Title: Eutrophication of lakes and rivers Authors
|Duncan, Emily -|
|Sharpley, Andrew -|
Submitted to: Encyclopedia of Life Sciences
Publication Type: Literature Review
Publication Acceptance Date: December 15, 2011
Publication Date: January 13, 2012
Citation: Duncan, E., Kleinman, P.J., Sharpley, A.N. 2012. Eutrophication of lakes and rivers. Encyclopedia of Life Sciences. DOI: 10.1002/9780470015902.a0003249.pub2. Interpretive Summary: An interpretive summary is not required.

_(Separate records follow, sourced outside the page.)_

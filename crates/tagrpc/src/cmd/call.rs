use std::fs;
use std::time::Duration;

use tagrpc_client::{connect_with_config, ConnectionConfig, MethodTable};
use tagrpc_filter::Filter;
use tagrpc_frame::method_tag;
use tracing::debug;

use crate::cmd::{parse_u32, CallArgs};
use crate::exit::{
    call_error, connect_error, filter_error, io_error, CliError, CliResult, DATA_INVALID, SUCCESS,
    USAGE,
};
use crate::output::{print_response, OutputFormat};

pub async fn run(args: CallArgs, format: OutputFormat) -> CliResult<i32> {
    let (tag, method) = resolve_tag(&args)?;
    let payload = resolve_payload(&args)?;
    let config = build_config(&args)?;

    let conn = connect_with_config(&args.addr, config)
        .await
        .map_err(|err| connect_error("connect failed", err))?;

    debug!(tag, size = payload.len(), "issuing call");
    let result = conn.call(payload, tag).await;
    conn.close().await;
    conn.wait_closed().await;

    let response = result.map_err(|err| call_error("call failed", err))?;
    print_response(&response, method.as_deref(), conn.peer_addr(), format);
    Ok(SUCCESS)
}

fn build_config(args: &CallArgs) -> CliResult<ConnectionConfig> {
    let mut config =
        ConnectionConfig::default().with_connect_timeout(parse_duration(&args.connect_timeout)?);

    if let Some(timeout) = &args.timeout {
        config = config.with_call_timeout(parse_duration(timeout)?);
    }

    if let Some(level) = args.compress {
        let compress = Filter::compress(level).map_err(|err| filter_error("--compress", err))?;
        config = config
            .with_outbound_filters([compress])
            .with_inbound_filters([Filter::decompress()]);
    }

    Ok(config)
}

/// Work out the correlation tag and, when looked up by name, the method name.
fn resolve_tag(args: &CallArgs) -> CliResult<(u32, Option<String>)> {
    if let Some(tag) = args.tag {
        return Ok((tag, None));
    }
    if let Some(hashes) = &args.hashes {
        let (a, b) = parse_hashes(hashes)?;
        return Ok((method_tag(a, b), None));
    }
    if let Some(name) = &args.method {
        let path = args
            .table
            .as_ref()
            .ok_or_else(|| CliError::new(USAGE, "--method requires --table"))?;
        let text = fs::read_to_string(path)
            .map_err(|err| io_error(&format!("failed reading {}", path.display()), err))?;
        let table = MethodTable::from_json(&text).map_err(|err| {
            CliError::new(
                DATA_INVALID,
                format!("{} is not a valid method table: {err}", path.display()),
            )
        })?;
        let tag = table.tag(name).ok_or_else(|| {
            CliError::new(
                USAGE,
                format!("method '{name}' not found in {}", path.display()),
            )
        })?;
        return Ok((tag, Some(name.clone())));
    }
    Err(CliError::new(
        USAGE,
        "one of --tag, --hashes or --method is required",
    ))
}

fn parse_hashes(input: &str) -> CliResult<(u32, u32)> {
    let (a, b) = input
        .split_once(',')
        .ok_or_else(|| CliError::new(USAGE, format!("--hashes expects A,B, got '{input}'")))?;
    let a = parse_u32(a).map_err(|err| CliError::new(USAGE, format!("--hashes: {err}")))?;
    let b = parse_u32(b).map_err(|err| CliError::new(USAGE, format!("--hashes: {err}")))?;
    Ok((a, b))
}

fn resolve_payload(args: &CallArgs) -> CliResult<Vec<u8>> {
    if let Some(json) = &args.json {
        serde_json::from_str::<serde_json::Value>(json)
            .map_err(|err| CliError::new(USAGE, format!("--json is not valid JSON: {err}")))?;
        return Ok(json.as_bytes().to_vec());
    }
    if let Some(data) = &args.data {
        return Ok(data.as_bytes().to_vec());
    }
    if let Some(path) = &args.file {
        return fs::read(path)
            .map_err(|err| io_error(&format!("failed reading {}", path.display()), err));
    }
    Ok(Vec::new())
}

fn parse_duration(input: &str) -> CliResult<Duration> {
    let input = input.trim();
    if input.is_empty() {
        return Err(CliError::new(USAGE, "duration must not be empty"));
    }

    let (number, unit) = if let Some(num) = input.strip_suffix("ms") {
        (num, "ms")
    } else if let Some(num) = input.strip_suffix('s') {
        (num, "s")
    } else {
        (input, "s")
    };

    let value: u64 = number
        .parse()
        .map_err(|_| CliError::new(USAGE, format!("invalid duration value: {input}")))?;

    if value == 0 {
        return Err(CliError::new(USAGE, "duration must be greater than zero"));
    }

    match unit {
        "ms" => Ok(Duration::from_millis(value)),
        _ => Ok(Duration::from_secs(value)),
    }
}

Technical Abstract: Eutrophication is an ecological process, akin to aging, in which a water body is increasingly enriched with organic matter. While the most obvious signs of eutrophication in lakes and rivers involve algal blooms and fish kills, the systemic of eutrophication, although profound, are often not as noticeable to the casual observer. Eutrophication of lakes and rivers is accelerated by nutrient pollution, one of the most pervasive water quality problems in the world. Increases in populations and intensification of land use have accelerated eutrophication of water bodies from the Great Lakes of North America, to Lake Tai of China to Lake Victoria of Africa. Because nutrients can come from many sources, point as well as non-point, comprehensive strategies are required to curb eutrophication. A variety of watershed programs have yielded success, but they are outnumbered by the ever-expanding number of lakes and rivers that are undergoing eutrophication.